◆ **Problem to work on**
Pick each line containing the word "ResolutionAggregator" out of the data below.

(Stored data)
use time::{Duration, PrimitiveDateTime};

use super::Channel;

/// A point of a cumulative series.
#[derive(Debug, Clone, Copy, PartialEq)]
pub struct Sample {
    pub at: PrimitiveDateTime,
    pub value: f64,
}

impl Sample {
    pub fn new(at: PrimitiveDateTime, value: f64) -> Self {
        Self { at, value }
    }
}

/// Cumulative register series for one channel, strictly ordered by time.
#[derive(Debug, Clone, PartialEq)]
pub struct ReconciledSeries {
    channel: Channel,
    resolution: Duration,
    low_confidence: bool,
    samples: Vec<Sample>,
}

impl ReconciledSeries {
    /// Builds a series from samples already ordered by strictly increasing
    /// timestamp.
    pub fn new(channel: Channel, resolution: Duration, samples: Vec<Sample>, low_confidence: bool) -> Self {
        Self {
            channel,
            resolution,
            low_confidence,
            samples,
        }
    }

    pub fn channel(&self) -> Channel {
        self.channel
    }

    /// Finest step the series was observed at.
    pub fn resolution(&self) -> Duration {
        self.resolution
    }

    /// Set when no anchor backed the series and it counts up from zero.
    pub fn low_confidence(&self) -> bool {
        self.low_confidence
    }

    pub fn samples(&self) -> &[Sample] {
        &self.samples
    }

    pub fn len(&self) -> usize {
        self.samples.len()
    }

    pub fn is_empty(&self) -> bool {
        self.samples.is_empty()
    }

    pub fn first(&self) -> Option<&Sample> {
        self.samples.first()
    }

    pub fn last(&self) -> Option<&Sample> {
        self.samples.last()
    }

    /// Value observed exactly at `at`.
    pub fn value_at(&self, at: PrimitiveDateTime) -> Option<f64> {
        self.samples
            .binary_search_by(|s| s.at.cmp(&at))
            .ok()
            .map(|idx| self.samples[idx].value)
    }

    /// True when timestamps strictly increase and values never decrease.
    pub fn is_monotonic(&self) -> bool {
        self.samples
            .windows(2)
            .all(|w| w[0].at < w[1].at && w[0].value <= w[1].value)
    }
}

#[cfg(test)]
mod tests {
    use super::*;
    use time::macros::datetime;

    fn series() -> ReconciledSeries {
        ReconciledSeries::new(
            Channel::Import,
            Duration::hours(1),
            vec![
                Sample::new(datetime!(2025-06-15 00:00), 31441.37),
                Sample::new(datetime!(2025-06-15 01:00), 31442.11),
                Sample::new(datetime!(2025-06-15 02:00), 31442.58),
            ],
            false,
        )
    }

    #[test]
    fn value_at_requires_exact_timestamp() {
        let s = series();
        assert_eq!(s.value_at(datetime!(2025-06-15 01:00)), Some(31442.11));
        assert_eq!(s.value_at(datetime!(2025-06-15 01:30)), None);
    }

    #[test]
    fn monotonic_check_rejects_decrease() {
        assert!(series().is_monotonic());
        let bad = ReconciledSeries::new(
            Channel::Export,
            Duration::hours(1),
            vec![
                Sample::new(datetime!(2025-06-15 00:00), 10.0),
                Sample::new(datetime!(2025-06-15 01:00), 9.5),
            ],
            false,
        );
        assert!(!bad.is_monotonic());
    }
}
use meter_domain::domain::{ReconciledSeries, StatisticRecord};
use time::UtcOffset;

use crate::pipeline::PipelineError;

/// Stamps an aggregated series with its UTC offset and rounds it into
/// statistic records, re-checking ordering and monotonicity on the way out.
#[derive(Debug, Clone)]
pub struct StatisticsEmitter {
    offset: UtcOffset,
    include_state: bool,
    decimals: u32,
}

impl StatisticsEmitter {
    pub fn new(offset: UtcOffset, include_state: bool, decimals: u32) -> Self {
        Self {
            offset,
            include_state,
            decimals,
        }
    }

    pub fn emit(&self, series: &ReconciledSeries) -> Result<Vec<StatisticRecord>, PipelineError> {
        let scale = 10f64.powi(self.decimals.min(12) as i32);
        let mut records: Vec<StatisticRecord> = Vec::with_capacity(series.len());

        for sample in series.samples() {
            let start = sample.at.assume_offset(self.offset);
            let sum = (sample.value * scale).round() / scale;

            if let Some(prev) = records.last() {
                if start <= prev.start {
                    return Err(PipelineError::InvariantViolation(format!(
                        "{} records out of order: {} after {}",
                        series.channel(),
                        start,
                        prev.start
                    )));
                }
                if sum < prev.sum {
                    return Err(PipelineError::InvariantViolation(format!(
                        "{} sum decreases from {} to {} at {}",
                        series.channel(),
                        prev.sum,
                        sum,
                        start
                    )));
                }
            }

            records.push(StatisticRecord {
                start,
                sum,
                state: self.include_state.then_some(sum),
            });
        }

        let counter = metrics::counter!("statistics_records_emitted_total");
        counter.increment(records.len() as u64);

        Ok(records)
    }
}
use std::collections::BTreeMap;

use meter_domain::domain::{Channel, Dataset, Resolution, SourceFormat, StatisticRecord};
use serde::Serialize;
use time::Duration;
use tracing::{info, warn};

use crate::{
    config::StatisticsConfig,
    sinks::StatisticsEmitter,
    sources::{Detection, FormatDetector, RawInput, SourceParser},
    transform::{ReconciliationWarning, Reconciler, ResolutionAggregator},
};

#[derive(thiserror::Error, Debug)]
pub enum PipelineError {
    #[error("unrecognized format: {0}")]
    UnrecognizedFormat(String),
    #[error("malformed {format} header: {reason}")]
    MalformedHeader { format: SourceFormat, reason: String },
    #[error("no data: {0}")]
    NoData(String),
    #[error("resolution {requested} is finer than the series step of {available:?}")]
    ResolutionTooFine { requested: Resolution, available: Duration },
    #[error("invariant violation: {0}")]
    InvariantViolation(String),
    #[error("invalid format override '{0}'")]
    InvalidOverride(String),
    #[error("csv error: {0}")]
    Csv(#[from] csv::Error),
    #[error("render error: {0}")]
    Render(String),
    #[error("io error: {0}")]
    Io(#[from] std::io::Error),
    #[error("parse task failed: {0}")]
    Task(String),
}

/// Maps a user-supplied format name (`legacy`, `ap_am`, `180_280`, ...).
pub fn parse_override(raw: &str) -> Result<SourceFormat, PipelineError> {
    raw.parse().map_err(|_| PipelineError::InvalidOverride(raw.to_string()))
}

/// Outcome of one input file within a batch.
#[derive(Debug, Clone, Serialize)]
pub struct FileReport {
    pub source: String,
    #[serde(skip_serializing_if = "Option::is_none")]
    pub format: Option<SourceFormat>,
    pub confidence: f64,
    /// Channels the file supplied readings for.
    pub channels: Vec<Channel>,
    pub data_rows: usize,
    pub summary_rows: usize,
    pub skipped_rows: usize,
    #[serde(skip_serializing_if = "Option::is_none")]
    pub error: Option<String>,
}

impl FileReport {
    fn parsed(dataset: &Dataset) -> Self {
        let meta = dataset.metadata();
        Self {
            source: meta.source.clone(),
            format: Some(dataset.format()),
            confidence: meta.confidence,
            channels: dataset.channels().collect(),
            data_rows: meta.data_rows,
            summary_rows: meta.summary_rows,
            skipped_rows: meta.skipped_rows(),
            error: None,
        }
    }

    fn rejected(source: String, err: &PipelineError) -> Self {
        Self {
            source,
            format: None,
            confidence: 0.0,
            channels: Vec::new(),
            data_rows: 0,
            summary_rows: 0,
            skipped_rows: 0,
            error: Some(err.to_string()),
        }
    }

    pub fn is_rejected(&self) -> bool {
        self.error.is_some()
    }
}

#[derive(Debug, Clone, Default, Serialize)]
pub struct BatchReport {
    pub files: Vec<FileReport>,
}

impl BatchReport {
    pub fn rejected(&self) -> impl Iterator<Item = &FileReport> {
        self.files.iter().filter(|f| f.is_rejected())
    }
}

/// Emitted statistics of one channel plus what reconciliation noticed.
#[derive(Debug, Clone)]
pub struct ChannelStatistics {
    pub channel: Channel,
    pub low_confidence: bool,
    pub records: Vec<StatisticRecord>,
    pub warnings: Vec<ReconciliationWarning>,
}

#[derive(Debug, Clone)]
pub struct StatisticsBatch {
    pub report: BatchReport,
    pub channels: BTreeMap<Channel, ChannelStatistics>,
}

impl StatisticsBatch {
    pub fn records(&self, channel: Channel) -> &[StatisticRecord] {
        self.channels
            .get(&channel)
            .map(|c| c.records.as_slice())
            .unwrap_or_default()
    }

    pub fn warnings(&self) -> impl Iterator<Item = &ReconciliationWarning> {
        self.channels.values().flat_map(|c| c.warnings.iter())
    }
}

/// detect -> parse per file, then reconcile -> aggregate -> emit per channel.
#[derive(Debug, Clone)]
pub struct Pipeline {
    config: StatisticsConfig,
    detector: FormatDetector,
    parser: SourceParser,
    reconciler: Reconciler,
    aggregator: ResolutionAggregator,
    emitter: StatisticsEmitter,
}

impl Pipeline {
    pub fn new(config: StatisticsConfig) -> Self {
        Self {
            detector: FormatDetector::default(),
            parser: SourceParser::new(config.parse_options()),
            reconciler: Reconciler::new(config.tolerance_kwh).with_range(config.range),
            aggregator: ResolutionAggregator::new(config.resolution),
            emitter: StatisticsEmitter::new(config.utc_offset, config.include_state, config.decimals),
            config,
        }
    }

    /// Classifies `input`, honouring `format_override`.
    pub fn detect(&self, input: &RawInput) -> Result<Detection, PipelineError> {
        self.detect_text(input, &input.text())
    }

    fn detect_text(&self, input: &RawInput, text: &str) -> Result<Detection, PipelineError> {
        match self.config.format_override {
            Some(format) => self.detector.confirm(&input.name, text, format),
            None => self.detector.detect(&input.name, text),
        }
    }

    pub fn parse(&self, input: &RawInput) -> Result<Dataset, PipelineError> {
        let text = input.text();
        let detection = self.detect_text(input, &text)?;
        self.parser.parse(input, &text, &detection)
    }

    /// Sequential batch run. A file that fails to detect or parse is
    /// reported and left out; the others are still reconciled.
    pub fn run(&self, inputs: &[RawInput]) -> Result<StatisticsBatch, PipelineError> {
        let parsed = inputs
            .iter()
            .map(|input| (input.name.clone(), self.parse(input)))
            .collect();
        self.finish(parsed)
    }

    /// Same as [`Pipeline::run`] with detection and parsing of each input
    /// on the blocking pool.
    pub async fn run_parallel(&self, inputs: Vec<RawInput>) -> Result<StatisticsBatch, PipelineError> {
        let tasks = inputs.into_iter().map(|input| {
            let pipeline = self.clone();
            tokio::task::spawn_blocking(move || {
                let parsed = pipeline.parse(&input);
                (input.name, parsed)
            })
        });

        let parsed = futures::future::join_all(tasks)
            .await
            .into_iter()
            .map(|joined| joined.map_err(|e| PipelineError::Task(e.to_string())))
            .collect::<Result<Vec<_>, _>>()?;

        self.finish(parsed)
    }

    /// Reconciles, aggregates and emits every configured channel of
    /// already-parsed datasets. Channels without readings are left out;
    /// it is an error only when none has any.
    pub fn statistics(&self, datasets: &[Dataset]) -> Result<BTreeMap<Channel, ChannelStatistics>, PipelineError> {
        let mut channels = BTreeMap::new();
        for &channel in &self.config.channels {
            let reconciliation = match self.reconciler.reconcile_channel(datasets, channel) {
                Ok(r) => r,
                Err(PipelineError::NoData(reason)) => {
                    warn!(%channel, %reason, "channel skipped");
                    continue;
                }
                Err(e) => return Err(e),
            };

            let series = self.aggregator.aggregate(&reconciliation.series)?;
            let records = self.emitter.emit(&series)?;
            info!(
                %channel,
                records = records.len(),
                warnings = reconciliation.warnings.len(),
                low_confidence = series.low_confidence(),
                "channel statistics ready"
            );

            channels.insert(
                channel,
                ChannelStatistics {
                    channel,
                    low_confidence: series.low_confidence(),
                    records,
                    warnings: reconciliation.warnings,
                },
            );
        }

        if channels.is_empty() {
            return Err(PipelineError::NoData(format!(
                "none of {} datasets has readings for the configured channels",
                datasets.len()
            )));
        }
        Ok(channels)
    }

    fn finish(&self, parsed: Vec<(String, Result<Dataset, PipelineError>)>) -> Result<StatisticsBatch, PipelineError> {
        let mut report = BatchReport::default();
        let mut datasets = Vec::with_capacity(parsed.len());

        for (source, result) in parsed {
            match result {
                Ok(dataset) => {
                    if dataset.is_empty() {
                        warn!(%source, "file parsed but holds no readings");
                    }
                    report.files.push(FileReport::parsed(&dataset));
                    datasets.push(dataset);
                }
                Err(e) => {
                    warn!(%source, error = %e, "file rejected");
                    metrics::counter!("meter_files_rejected_total").increment(1);
                    report.files.push(FileReport::rejected(source, &e));
                }
            }
        }

        let channels = self.statistics(&datasets)?;
        Ok(StatisticsBatch { report, channels })
    }
}
use time::{Duration, PrimitiveDateTime};

use super::Channel;

#[derive(Debug, Clone, Copy, PartialEq)]
pub enum ReadingKind {
    /// Absolute register value at `at`.
    Anchor,
    /// Energy over the interval `(at - interval, at]`.
    Delta { interval: Duration },
}

/// One timestamped observation on one channel.
///
/// Timestamps are local wall-clock times as printed in the export; the UTC
/// offset is applied only when statistics are emitted.
#[derive(Debug, Clone, Copy, PartialEq)]
pub struct Reading {
    pub channel: Channel,
    pub at: PrimitiveDateTime,
    pub value: f64,
    pub kind: ReadingKind,
}

impl Reading {
    pub fn anchor(channel: Channel, at: PrimitiveDateTime, value: f64) -> Self {
        Self {
            channel,
            at,
            value,
            kind: ReadingKind::Anchor,
        }
    }

    pub fn delta(channel: Channel, end: PrimitiveDateTime, interval: Duration, value: f64) -> Self {
        Self {
            channel,
            at: end,
            value,
            kind: ReadingKind::Delta { interval },
        }
    }

    pub fn is_anchor(&self) -> bool {
        matches!(self.kind, ReadingKind::Anchor)
    }

    pub fn interval(&self) -> Option<Duration> {
        match self.kind {
            ReadingKind::Anchor => None,
            ReadingKind::Delta { interval } => Some(interval),
        }
    }

    /// Start of the observed interval; equal to `at` for anchors.
    pub fn start(&self) -> PrimitiveDateTime {
        match self.kind {
            ReadingKind::Anchor => self.at,
            ReadingKind::Delta { interval } => self.at - interval,
        }
    }

    /// Sort rank at equal timestamps: deltas ending at `t` are part of the
    /// register value at `t`, so they come before an anchor at `t`.
    pub(crate) fn kind_rank(&self) -> u8 {
        match self.kind {
            ReadingKind::Delta { .. } => 0,
            ReadingKind::Anchor => 1,
        }
    }
}

#[cfg(test)]
mod tests {
    use super::*;
    use time::macros::datetime;

    #[test]
    fn delta_start_is_end_minus_interval() {
        let r = Reading::delta(
            Channel::Import,
            datetime!(2025-06-14 00:15),
            Duration::minutes(15),
            0.08,
        );
        assert_eq!(r.start(), datetime!(2025-06-14 00:00));
        assert_eq!(r.interval(), Some(Duration::minutes(15)));
        assert!(!r.is_anchor());
    }

    #[test]
    fn anchor_has_no_interval() {
        let r = Reading::anchor(Channel::Export, datetime!(2025-06-14 00:00), 2000.0);
        assert!(r.is_anchor());
        assert_eq!(r.interval(), None);
        assert_eq!(r.start(), r.at);
    }
}
use std::{collections::BTreeMap, io::Write};

use meter_domain::domain::{Channel, StatisticRecord};

use super::StatisticsSink;
use crate::pipeline::{PipelineError, StatisticsBatch};

/// One pretty-printed document: `{ "import": [...], "export": [...] }`.
#[derive(Debug, Clone, Copy, Default)]
pub struct JsonSink;

impl StatisticsSink for JsonSink {
    fn write(&self, batch: &StatisticsBatch, out: &mut dyn Write) -> Result<(), PipelineError> {
        let doc: BTreeMap<Channel, &[StatisticRecord]> = batch
            .channels
            .iter()
            .map(|(channel, stats)| (*channel, stats.records.as_slice()))
            .collect();
        serde_json::to_writer_pretty(&mut *out, &doc).map_err(|e| PipelineError::Render(e.to_string()))?;
        writeln!(out)?;
        Ok(())
    }
}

◆ **Final answer**
    transform::{ReconciliationWarning, Reconciler, ResolutionAggregator},
    aggregator: ResolutionAggregator,
            aggregator: ResolutionAggregator::new(config.resolution),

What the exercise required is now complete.